An assistant will help me
1 run errands such as when paying taxes, SSS, Philhealth, Meralco, and Globe bills
2 do my bookkeeping because I am always lost at which to credit when I debit petty cash and other cash-es. I had very low grades in accounting in my liberal arts commerce course back in the 80s. I wish BIR would not require two books. Imagine, you have a journal (not the diary) and a ledger. Up to now I don't have a trial balance because I'm not sure what to balance. There's a perfect imbalance with what I want to earn and what I actually earn so what's the point of keeping books?
3 do the cooking, washing, watering the plants, changing the water in the plant…(wait a minute, I don’t think it’s an assistant I’m looking for here)
4 tally surveys of translation grids (well that’s a business secret so I won’t elaborate)
5 photocopy, print, fax, and file of documents on demand
6 do my invoice (this one is really one that should always be done pronto!)

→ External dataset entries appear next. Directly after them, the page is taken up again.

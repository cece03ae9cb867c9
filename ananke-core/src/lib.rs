//! # Ananke Core
//!
//! Core library for Ananke, the LTI 1.3 classroom layer that sits on top of a
//! multi-user notebook hub and turns it into a grading platform.
//!
//! ## Overview
//!
//! - **Course identity**: deterministic course ids, titles and grader account
//!   names derived from LTI launch claims
//! - **Provisioning**: idempotent creation of the per-course grader account,
//!   its nbgrader configuration and its gradebook
//! - **Registry**: the hub-wide file of services, roles and groups, read and
//!   rewritten atomically under an advisory lock
//! - **Reconciliation**: the post-login engine that ties the above together
//!   and decides whether the hub needs a restart
//! - **LMS**: score push back to the LMS through LTI Advantage grade services
//!
//! ## Architecture
//!
//! - [`course`]: identity resolution, per-course state probing and `info.json`
//! - [`provision`]: grader accounts, instructor activation, account restore
//! - [`registry`]: registry model, file codec and store
//! - [`reconcile`]: the reconciliation engine
//! - [`restart`]: debounced hub restarts
//! - [`os`]: command specs and runners for every OS side effect
//!
//! ## Example
//!
//! ```
//! use ananke_core::{course::CourseIdentity, lti::LaunchClaims};
//! use serde_json::json;
//!
//! let claims = LaunchClaims::from_value(json!({
//!     "https://purl.imsglobal.org/spec/lti/claim/deployment_id": "d1",
//!     "https://purl.imsglobal.org/spec/lti/claim/resource_link": {
//!         "id": "r1",
//!         "title": "HW1"
//!     },
//!     "https://purl.imsglobal.org/spec/lti/claim/context": { "title": "CS101" }
//! }))
//! .unwrap();
//!
//! let identity = CourseIdentity::resolve(&claims).unwrap();
//! assert!(identity.course_id.starts_with("c-"));
//! assert_eq!(identity.course_title_short, "CS101 - HW1");
//! ```

#![cfg_attr(docsrs, feature(doc_cfg))]

pub mod course;
pub mod error;
pub mod fs;
pub mod gradebook;
pub mod hub;
pub mod instructors;
pub mod layout;
pub mod lms;
pub mod lti;
pub mod os;
pub mod provision;
pub mod reconcile;
pub mod registry;
pub mod restart;
pub mod snapshot;
pub mod title_index;

pub use error::{CoreError, Result};
pub use layout::Layout;
//! # Ananke Kore
//!
//! Management service of an Ananke hub. Kore receives the hub's post-login
//! hook, runs course reconciliation and schedules hub restarts, and serves
//! the instructor tools: course import, backup, reset and deletion, title
//! lookup and grade push to the LMS.

pub mod application;
pub mod handlers;
pub mod infra;
pub mod routes;

pub use infra::app_state::AppState;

Does it sound like my teeny-weeny business is on the upsurge? Don’t make that mistake. It’s still very average and manage-ably small. My take home pay (meaning the pay that I am able to put in my wallet and spend right after I placed them there) remains just enough. However, since I’m getting used to the silence of my text-heavy life, I can tolerate more words and am able to stay up later than usual at night simply working. I don’t get to talk much, except of course when my mother talks me out of my silence, and when my siblings and their kids, if they decide to visit our mother, provide the noise that would eventually require me to shout "quiet!" I fear that I may lose my voice already. So sometimes, I listen to my own voice by talking to myself. No there’s no partial insanity here, only a semi-flawed social life. They say that writers have their VOICES and I’m not sure if the voice I’m talking about and the VOICE of the writer in me are the same. But I digress.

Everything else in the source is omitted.